* What is expected *
What you return should be each line of the data containing the string "DateTime".

* Material shown *
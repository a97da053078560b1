//! The audio output capability the engine plays through.
//!
//! The engine never waits on playback. It issues `load`/`play`/`pause` calls
//! and polls `take_ended` once per tick to learn that a sound finished on its
//! own. Hosts plug in a real device; `MemoryOutput` records the calls and is
//! used for headless runs and tests.

use std::sync::{Arc, Mutex, MutexGuard, PoisonError};
use thiserror::Error;
use tracing::trace;

#[derive(Debug, Clone, PartialEq, Eq, Error)]
pub enum AudioError {
    /// The host refused playback, e.g. autonomous playback is blocked.
    #[error("the audio output refused to play: {0}")]
    Denied(String),
    #[error("could not load audio source '{0}'")]
    Load(String),
    #[error("no audio source is loaded")]
    NoSource,
}

/// A single playback channel.
pub trait AudioOutput: Send + Sync {
    /// Replaces the current source. Playback is not started.
    fn load(&mut self, source: &str) -> Result<(), AudioError>;

    /// Starts (or resumes) the loaded source.
    fn play(&mut self) -> Result<(), AudioError>;

    fn pause(&mut self);

    /// Rewinds the loaded source to its beginning.
    fn reset_position(&mut self);

    fn set_volume(&mut self, volume: f32);

    fn volume(&self) -> f32;

    /// Returns `true` exactly once after the source played to its end.
    fn take_ended(&mut self) -> bool;
}

/// A call made against a `MemoryOutput`.
#[derive(Debug, Clone, PartialEq)]
pub enum AudioCall {
    Load(String),
    Play,
    Pause,
    ResetPosition,
    SetVolume(f32),
}

#[derive(Debug)]
struct MemoryState {
    calls: Vec<AudioCall>,
    source: Option<String>,
    playing: bool,
    volume: f32,
    deny: Option<String>,
    ended: bool,
}

/// An output with no device behind it.
///
/// Clones share state, so a test can keep a handle while the engine owns
/// another.
#[derive(Debug, Clone)]
pub struct MemoryOutput {
    state: Arc<Mutex<MemoryState>>,
}

impl Default for MemoryOutput {
    fn default() -> Self {
        Self::new()
    }
}

impl MemoryOutput {
    pub fn new() -> Self {
        Self {
            state: Arc::new(Mutex::new(MemoryState {
                calls: Vec::new(),
                source: None,
                playing: false,
                volume: 1.0,
                deny: None,
                ended: false,
            })),
        }
    }

    fn lock(&self) -> MutexGuard<'_, MemoryState> {
        self.state.lock().unwrap_or_else(PoisonError::into_inner)
    }

    /// Makes every following `play` fail with `AudioError::Denied`.
    pub fn deny_playback(&self, reason: impl Into<String>) {
        self.lock().deny = Some(reason.into());
    }

    pub fn allow_playback(&self) {
        self.lock().deny = None;
    }

    /// Simulates the current source reaching its end.
    pub fn finish(&self) {
        let mut state = self.lock();
        if state.playing {
            state.playing = false;
            state.ended = true;
        }
    }

    pub fn calls(&self) -> Vec<AudioCall> {
        self.lock().calls.clone()
    }

    pub fn clear_calls(&self) {
        self.lock().calls.clear();
    }

    /// Number of `play` calls made so far, successful or not.
    pub fn play_count(&self) -> usize {
        self.lock()
            .calls
            .iter()
            .filter(|call| **call == AudioCall::Play)
            .count()
    }

    pub fn is_playing(&self) -> bool {
        self.lock().playing
    }

    pub fn source(&self) -> Option<String> {
        self.lock().source.clone()
    }
}

impl AudioOutput for MemoryOutput {
    fn load(&mut self, source: &str) -> Result<(), AudioError> {
        let mut state = self.lock();
        state.calls.push(AudioCall::Load(source.to_string()));
        if source.trim().is_empty() {
            return Err(AudioError::Load(source.to_string()));
        }
        trace!(source, "memory output loaded source");
        state.source = Some(source.to_string());
        state.playing = false;
        state.ended = false;
        Ok(())
    }

    fn play(&mut self) -> Result<(), AudioError> {
        let mut state = self.lock();
        state.calls.push(AudioCall::Play);
        if let Some(reason) = state.deny.clone() {
            return Err(AudioError::Denied(reason));
        }
        if state.source.is_none() {
            return Err(AudioError::NoSource);
        }
        state.playing = true;
        state.ended = false;
        Ok(())
    }

    fn pause(&mut self) {
        let mut state = self.lock();
        state.calls.push(AudioCall::Pause);
        state.playing = false;
    }

    fn reset_position(&mut self) {
        self.lock().calls.push(AudioCall::ResetPosition);
    }

    fn set_volume(&mut self, volume: f32) {
        let mut state = self.lock();
        state.calls.push(AudioCall::SetVolume(volume));
        state.volume = volume.clamp(0.0, 1.0);
    }

    fn volume(&self) -> f32 {
        self.lock().volume
    }

    fn take_ended(&mut self) -> bool {
        std::mem::take(&mut self.lock().ended)
    }
}
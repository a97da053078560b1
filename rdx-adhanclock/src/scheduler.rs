//! The scheduling core: everything the engine decides on a tick or a user
//! intent, with no clock and no runtime of its own.
//!
//! `tick` is given one frozen clock reading and evaluates, in order:
//! natural-end notifications from both audio channels, the next-prayer
//! resolver, and the trigger check. Every intent that takes alerts away
//! (disable, sign-out, a preview) stops a sounding alert in the same call.

use crate::arbiter::AlertArbiter;
use crate::audio::AudioOutput;
use crate::common::{PrayerName, SoundIndex};
use crate::config::SoundConfig;
use crate::countdown::Countdown;
use crate::error::{AdhanError, Result};
use crate::events::{AlertEvent, EventBus, PreviewEvent, StopReason, SystemEvent};
use crate::preview::{PreviewChange, PreviewChannel};
use crate::resolver::{resolve, NextPrayer};
use crate::session::{Session, UserProfile};
use crate::timetable::{DailyTimetable, Timetable};
use crate::trigger::{FiringGate, TriggerDeduplicator};
use chrono::DateTime;
use chrono_tz::Tz;
use tracing::{debug, info, trace, warn};

/// What the shared audio output is doing.
#[derive(Debug, Clone, Copy, PartialEq, Eq)]
pub enum PlaybackState {
    Idle,
    Alerting,
    Previewing(SoundIndex),
}

/// Everything a renderer needs for one frame.
#[derive(Debug, Clone, PartialEq)]
pub struct ScheduleSnapshot {
    pub now: DateTime<Tz>,
    /// `None` while no timetable is loaded.
    pub next: Option<NextPrayer>,
    pub countdown: Option<Countdown>,
    pub playback: PlaybackState,
    pub alerts_enabled: bool,
    pub signed_in: bool,
}

impl ScheduleSnapshot {
    pub fn alert_active(&self) -> bool {
        self.playback == PlaybackState::Alerting
    }
}

pub struct Scheduler {
    bus: EventBus,
    sounds: Vec<SoundConfig>,
    selected_sound: SoundIndex,
    daily: Option<DailyTimetable>,
    alerts_enabled: bool,
    session: Session,
    trigger: TriggerDeduplicator,
    arbiter: AlertArbiter,
    preview: PreviewChannel,
}

impl Scheduler {
    /// Creates a scheduler with alerts off, nobody signed in and no
    /// timetable.
    ///
    /// # Errors
    /// `UnknownSound` if `selected_sound` is not in `sounds`.
    pub fn new(
        bus: EventBus,
        sounds: Vec<SoundConfig>,
        selected_sound: SoundIndex,
        alert_output: Box<dyn AudioOutput>,
        preview_output: Box<dyn AudioOutput>,
    ) -> Result<Self> {
        if selected_sound >= sounds.len() {
            return Err(AdhanError::UnknownSound {
                index: selected_sound,
                available: sounds.len(),
            });
        }
        Ok(Self {
            bus,
            sounds,
            selected_sound,
            daily: None,
            alerts_enabled: false,
            session: Session::default(),
            trigger: TriggerDeduplicator::new(),
            arbiter: AlertArbiter::new(alert_output),
            preview: PreviewChannel::new(preview_output),
        })
    }

    // --- Tick ---

    /// Runs one tick against a single clock reading.
    pub fn tick(&mut self, now: &DateTime<Tz>) -> ScheduleSnapshot {
        if self.arbiter.poll_ended() {
            info!("Alert finished playing.");
            self.bus.alert(AlertEvent::AlertStopped {
                reason: StopReason::Finished,
            });
        }
        if let Some(sound) = self.preview.poll_ended() {
            debug!(sound, "Preview finished playing.");
            self.bus.preview(PreviewEvent::Stopped { sound });
        }

        if let Some(daily) = &self.daily {
            let gate = self.firing_gate();
            if let Some(prayer) = self.trigger.check(now, &daily.timetable, gate) {
                self.fire(prayer);
            }
        }

        let snapshot = self.snapshot(now);
        trace!(
            next = ?snapshot.next.as_ref().map(|n| n.name),
            countdown = ?snapshot.countdown.map(|c| c.to_string()),
            "Tick evaluated."
        );
        snapshot
    }

    /// The derived state at `now`, without changing anything.
    pub fn snapshot(&self, now: &DateTime<Tz>) -> ScheduleSnapshot {
        let next = self.timetable().map(|timetable| resolve(now, timetable));
        let countdown = next.as_ref().map(|next| next.countdown(now));
        ScheduleSnapshot {
            now: *now,
            next,
            countdown,
            playback: self.playback_state(),
            alerts_enabled: self.alerts_enabled,
            signed_in: self.session.is_signed_in(),
        }
    }

    fn firing_gate(&self) -> FiringGate {
        FiringGate {
            alerts_enabled: self.alerts_enabled,
            signed_in: self.session.is_signed_in(),
            alerting: self.arbiter.is_alerting(),
            previewing: self.preview.is_active(),
        }
    }

    fn fire(&mut self, prayer: PrayerName) {
        let minute = self.trigger.last_fired().unwrap_or_default().to_string();
        let sound = &self.sounds[self.selected_sound];
        match self.arbiter.start(sound) {
            Ok(()) => {
                info!(%prayer, %minute, sound = %sound.name, "Adhan alert fired.");
                self.bus.alert(AlertEvent::AlertStarted {
                    prayer,
                    sound: self.selected_sound,
                    minute,
                });
            }
            Err(e) => {
                warn!(%prayer, error = %e, "Adhan alert could not play.");
                self.bus.alert(AlertEvent::PlaybackDenied {
                    prayer,
                    reason: e.to_string(),
                });
            }
        }
    }

    fn stop_alert_for(&mut self, reason: StopReason) -> bool {
        let stopped = self.arbiter.stop();
        if stopped {
            info!(?reason, "Alert stopped.");
            self.bus.alert(AlertEvent::AlertStopped { reason });
        }
        stopped
    }

    // --- Session ---

    pub fn sign_in(&mut self, profile: UserProfile) {
        info!(user = %profile.email, "Signed in.");
        self.session.sign_in(profile);
        self.bus.system(SystemEvent::SessionChanged { signed_in: true });
    }

    /// Signs out, switches alerts off and silences any alert, whatever the
    /// previous state of the flag.
    pub fn sign_out(&mut self) {
        let user = self.session.sign_out();
        self.stop_alert_for(StopReason::SignedOut);
        if std::mem::take(&mut self.alerts_enabled) {
            self.bus.alert(AlertEvent::EnabledChanged { enabled: false });
        }
        if let Some(user) = user {
            info!(user = %user.email, "Signed out.");
            self.bus.system(SystemEvent::SessionChanged { signed_in: false });
        }
    }

    pub fn is_signed_in(&self) -> bool {
        self.session.is_signed_in()
    }

    pub fn user(&self) -> Option<&UserProfile> {
        self.session.user()
    }

    // --- Alerts ---

    /// Switches alerts on or off.
    ///
    /// Turning them on requires a session and arms the alert channel.
    /// Turning them off stops a sounding alert.
    pub fn set_alerts_enabled(&mut self, enabled: bool) -> Result<()> {
        if enabled && !self.session.is_signed_in() {
            return Err(AdhanError::NotSignedIn);
        }
        if enabled == self.alerts_enabled {
            return Ok(());
        }
        self.alerts_enabled = enabled;
        if enabled {
            self.arbiter.arm(&self.sounds[self.selected_sound]);
        } else {
            self.stop_alert_for(StopReason::Disabled);
        }
        info!(enabled, "Adhan alerts toggled.");
        self.bus.alert(AlertEvent::EnabledChanged { enabled });
        Ok(())
    }

    /// Flips the alert flag and returns the new value.
    pub fn toggle_alerts(&mut self) -> Result<bool> {
        let enabled = !self.alerts_enabled;
        self.set_alerts_enabled(enabled)?;
        Ok(enabled)
    }

    pub fn alerts_enabled(&self) -> bool {
        self.alerts_enabled
    }

    /// Stops a sounding alert at the user's request.
    pub fn stop_alert(&mut self) -> bool {
        self.stop_alert_for(StopReason::Manual)
    }

    /// The minute label of the last fired alert.
    pub fn last_triggered(&self) -> Option<&str> {
        self.trigger.last_fired()
    }

    // --- Sounds ---

    pub fn sounds(&self) -> &[SoundConfig] {
        &self.sounds
    }

    pub fn selected_sound(&self) -> SoundIndex {
        self.selected_sound
    }

    fn sound(&self, index: SoundIndex) -> Result<&SoundConfig> {
        self.sounds.get(index).ok_or(AdhanError::UnknownSound {
            index,
            available: self.sounds.len(),
        })
    }

    /// Makes `index` the sound for future alerts. If that sound is the one
    /// previewing, the preview stops.
    pub fn select_sound(&mut self, index: SoundIndex) -> Result<()> {
        self.sound(index)?;
        self.selected_sound = index;
        if self.preview.current() == Some(index) {
            self.preview.stop();
            self.bus.preview(PreviewEvent::Stopped { sound: index });
        }
        info!(sound = %self.sounds[index].name, "Alert sound selected.");
        Ok(())
    }

    /// Starts, switches or stops the preview of `index`.
    ///
    /// A preview that starts playing stops a sounding alert: both share
    /// one speaker and the preview is the user's explicit choice. A preview
    /// that fails to play leaves the alert alone.
    pub fn preview_sound(&mut self, index: SoundIndex) -> Result<Option<SoundIndex>> {
        let sound = self.sound(index)?.clone();
        let displaced = self.preview.current();
        match self.preview.toggle(index, &sound) {
            Ok(PreviewChange::Started(sound)) => {
                self.stop_alert_for(StopReason::PreviewOverride);
                self.bus.preview(PreviewEvent::Started { sound });
            }
            Ok(PreviewChange::Switched { from, to }) => {
                self.stop_alert_for(StopReason::PreviewOverride);
                self.bus.preview(PreviewEvent::Stopped { sound: from });
                self.bus.preview(PreviewEvent::Started { sound: to });
            }
            Ok(PreviewChange::Stopped(sound)) => {
                self.bus.preview(PreviewEvent::Stopped { sound });
            }
            Err(e) => {
                warn!(sound = %sound.name, error = %e, "Preview could not play.");
                // The channel dropped the old preview before trying the new one.
                if let Some(from) = displaced {
                    self.bus.preview(PreviewEvent::Stopped { sound: from });
                }
                return Err(e.into());
            }
        }
        Ok(self.preview.current())
    }

    pub fn stop_preview(&mut self) -> Option<SoundIndex> {
        let stopped = self.preview.stop()?;
        self.bus.preview(PreviewEvent::Stopped { sound: stopped });
        Some(stopped)
    }

    pub fn playback_state(&self) -> PlaybackState {
        if self.arbiter.is_alerting() {
            PlaybackState::Alerting
        } else if let Some(index) = self.preview.current() {
            PlaybackState::Previewing(index)
        } else {
            PlaybackState::Idle
        }
    }

    // --- Timetable ---

    /// Replaces the timetable wholesale.
    pub fn load_timetable(&mut self, daily: DailyTimetable) {
        let location = daily.location.as_ref().map(|l| l.to_string());
        info!(location = ?location, "Timetable loaded.");
        self.daily = Some(daily);
        self.bus.system(SystemEvent::TimetableLoaded { location });
    }

    /// Drops the timetable. Countdown and alerts stay off until the next
    /// `load_timetable`.
    pub fn clear_timetable(&mut self, reason: impl Into<String>) {
        let reason = reason.into();
        warn!(%reason, "Timetable unavailable.");
        self.daily = None;
        self.bus.system(SystemEvent::TimetableUnavailable { reason });
    }

    pub fn timetable(&self) -> Option<&Timetable> {
        self.daily.as_ref().map(|daily| &daily.timetable)
    }

    pub fn daily(&self) -> Option<&DailyTimetable> {
        self.daily.as_ref()
    }

    /// Silences both channels on teardown.
    pub fn shutdown(&mut self) {
        self.stop_alert_for(StopReason::EngineShutdown);
        self.stop_preview();
    }
}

* Response *
use chrono::DateTime;
    pub now: DateTime<Tz>,
    pub fn tick(&mut self, now: &DateTime<Tz>) -> ScheduleSnapshot {
    pub fn snapshot(&self, now: &DateTime<Tz>) -> ScheduleSnapshot {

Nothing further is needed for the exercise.